Bem, quando falamos de habitação social, o principal problema é a burocracia. Quando mostras que tens um problema — água a pingar do teto, por exemplo — podem demorar mais de dois anos para vir arranjar a tua casa. Imagina o que é viver cercada por bolor durante dois anos. Quais são as doenças mais comuns?
Asma, sobretudo. Conheci uma pessoa a quem foi diagnosticado bolor na pele. Nem sabia que isso era possível. A pessoa também não. Por que é que a maioria das pessoas nas fotos são mulheres?
Isso foi puramente circunstancial. Fiz as visitas durante o dia, quando os homens estavam a trabalhar. Também aparecem muitas crianças porque, em alguns dos casos, elas estão demasiado doentes para ir à escola. O que, por sua vez, piora ainda mais o problema. Os pais não sabem o que fazer. A Maribette Cortes (e mais três membros da sua família) sofre de asma. O bolor vive no quarto de banho. Melrose Houses, Bronx, Nova Iorque, 2012. Como é que conseguiste entrar na casa dessas pessoas?

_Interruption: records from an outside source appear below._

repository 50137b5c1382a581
pub mod collection_ops;
pub mod entry_ops;
use std::fs;
use std::io;
use std::path::{Path, PathBuf};

use crate::model::config::{Config, Paths};

/// Error type for config I/O
#[derive(Debug, thiserror::Error)]
pub enum ConfigError {
    #[error("could not read {path}: {source}")]
    ReadError { path: PathBuf, source: io::Error },
    #[error("could not parse {path}: {source}")]
    ParseError {
        path: PathBuf,
        source: toml::de::Error,
    },
}

/// Default config location, respecting XDG_CONFIG_HOME
pub fn config_path() -> PathBuf {
    dirs::config_dir()
        .unwrap_or_else(|| home_dir().join(".config"))
        .join("skydo")
        .join("config.toml")
}

fn home_dir() -> PathBuf {
    dirs::home_dir().unwrap_or_else(|| PathBuf::from("/"))
}

/// Read a config file. A missing file gives the defaults.
pub fn read_config(path: &Path) -> Result<Config, ConfigError> {
    let text = match fs::read_to_string(path) {
        Ok(text) => text,
        Err(e) if e.kind() == io::ErrorKind::NotFound => return Ok(Config::default()),
        Err(e) => {
            return Err(ConfigError::ReadError {
                path: path.to_path_buf(),
                source: e,
            });
        }
    };
    toml::from_str(&text).map_err(|e| ConfigError::ParseError {
        path: path.to_path_buf(),
        source: e,
    })
}

/// Read a config file, falling back to defaults with a warning if it
/// cannot be used.
pub fn load_config(path: &Path) -> Config {
    match read_config(path) {
        Ok(config) => config,
        Err(e) => {
            log::warn!("{}; using defaults", e);
            Config::default()
        }
    }
}

/// Expand a leading `~` and environment variables in a configured path.
pub fn expand_path(raw: &str) -> PathBuf {
    match shellexpand::full(raw) {
        Ok(expanded) => PathBuf::from(expanded.into_owned()),
        Err(e) => {
            log::warn!("could not expand {:?}: {}", raw, e);
            PathBuf::from(shellexpand::tilde(raw).into_owned())
        }
    }
}

/// Resolve the save file and cache directory from a config
pub fn resolve_paths(config: &Config) -> Paths {
    Paths::new(
        expand_path(&config.paths.save_file),
        expand_path(&config.paths.cache_dir),
    )
}

/// Resolve the content store root from a config
pub fn resolve_store_dir(config: &Config) -> PathBuf {
    expand_path(&config.store.dir)
}
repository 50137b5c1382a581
pub mod commands;
pub mod handlers;
pub mod output;
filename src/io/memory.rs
use std::cell::{Cell, RefCell};
use std::collections::HashMap;
use std::io;
use std::path::{Path, PathBuf};

use crate::io::local::LocalStore;
use crate::io::remote::{GatewayError, RemoteStore, content_address};

/// In-memory content-addressed store for testing.
///
/// Uses `RefCell` for interior mutability since everything runs on one
/// thread, so the `RemoteStore` trait can take `&self`.
#[derive(Default)]
pub struct MemStore {
    blobs: RefCell<HashMap<String, Vec<u8>>>,
    fail_fetch: Cell<bool>,
    /// Publishes left before failures start; `None` means unlimited
    publish_budget: Cell<Option<usize>>,
    publish_count: Cell<usize>,
}

impl MemStore {
    pub fn new() -> Self {
        Self::default()
    }

    /// Make every fetch fail.
    pub fn set_simulate_fetch_error(&self, simulate: bool) {
        self.fail_fetch.set(simulate);
    }

    /// Let `n` more publishes succeed, then fail the rest.
    pub fn fail_publishes_after(&self, n: usize) {
        self.publish_budget.set(Some(n));
    }

    /// Number of successful publishes so far
    pub fn publish_count(&self) -> usize {
        self.publish_count.get()
    }

    /// Store bytes directly (as if someone else had published them).
    pub fn insert(&self, bytes: &[u8]) -> String {
        let skylink = content_address(bytes);
        self.blobs.borrow_mut().insert(skylink.clone(), bytes.to_vec());
        skylink
    }

    pub fn get(&self, skylink: &str) -> Option<Vec<u8>> {
        self.blobs.borrow().get(skylink).cloned()
    }
}

impl RemoteStore for MemStore {
    fn fetch(&self, skylink: &str) -> Result<Vec<u8>, GatewayError> {
        if self.fail_fetch.get() {
            return Err(GatewayError::Unavailable("simulated fetch error".to_string()));
        }
        self.get(skylink)
            .ok_or_else(|| GatewayError::NotFound(skylink.to_string()))
    }

    fn publish(&self, bytes: &[u8]) -> Result<String, GatewayError> {
        match self.publish_budget.get() {
            Some(0) => {
                return Err(GatewayError::Unavailable(
                    "simulated publish error".to_string(),
                ));
            }
            Some(n) => self.publish_budget.set(Some(n - 1)),
            None => {}
        }
        self.publish_count.set(self.publish_count.get() + 1);
        Ok(self.insert(bytes))
    }
}

/// In-memory local files for testing.
#[derive(Default)]
pub struct MemLocalStore {
    files: RefCell<HashMap<PathBuf, Vec<u8>>>,
    simulate_write_error: Cell<bool>,
}

impl MemLocalStore {
    pub fn new() -> Self {
        Self::default()
    }

    /// Enable write error simulation for testing error handling.
    pub fn set_simulate_write_error(&self, simulate: bool) {
        self.simulate_write_error.set(simulate);
    }

    /// Current contents of a file, if written
    pub fn get(&self, path: impl AsRef<Path>) -> Option<Vec<u8>> {
        self.files.borrow().get(path.as_ref()).cloned()
    }

    /// Seed a file directly.
    pub fn put(&self, path: impl Into<PathBuf>, bytes: impl Into<Vec<u8>>) {
        self.files.borrow_mut().insert(path.into(), bytes.into());
    }
}

impl LocalStore for MemLocalStore {
    fn read(&self, path: &Path) -> io::Result<Option<Vec<u8>>> {
        Ok(self.get(path))
    }

    fn write(&self, path: &Path, bytes: &[u8]) -> io::Result<()> {
        if self.simulate_write_error.get() {
            return Err(io::Error::other("simulated write error"));
        }
        self.put(path, bytes);
        Ok(())
    }
}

No início, a Marielys Divanne vinha comigo e apresentava-me aos moradores antes de eu fazer as fotos. Mas percebi que, se queria ter a história completa, teria de passar mais tempo com estas pessoas. Muita gente disse-me para não ir para lá sozinha, por causa dos problemas com gangues — houve alguns casos de violações. Como deves imaginar, uma estranha com uma máquina fotográfica não é a coisa mais acolhedora do mundo. Mas as pessoas foram óptimas, não tive problemas. O Oscar Cruz vive nestas condições há mais de dez anos. Ele e a maioria dos seus familiares que vive na casa são asmáticos e sofrem de outros problemas respiratórios. Webster Houses, Bronx, Nova Iorque, 2012. E ainda é possível reparar os danos nos apartamentos?
Acho que seria preciso muito trabalho para colocar estas casas em ordem. Há casos em que eu nem percebo como é que se pode morar ali. Tectos completamente abertos, sacos do lixo a servir de parede, fios eléctricos de fora. É terrível e muito perigoso. E fizeste uma exposição com estas fotos, certo?
Sim, montámos uma exposição no Centro de Documentação do Bronx, em Nova Iorque. Uma coisa engraçada: quando eu aparecia pela primeira vez em casa, as pessoas ficavam um pouco tímidas sobre o problema, ficavam envergonhadas com o estado da sua casa. Mas foram todas à exposição e apontavam para as fotos da sua casa, mostravam-nas aos amigos. Aproximou muito toda a gente. Criou uma sensação de comunidade, agora e mais fácil lutarem juntas.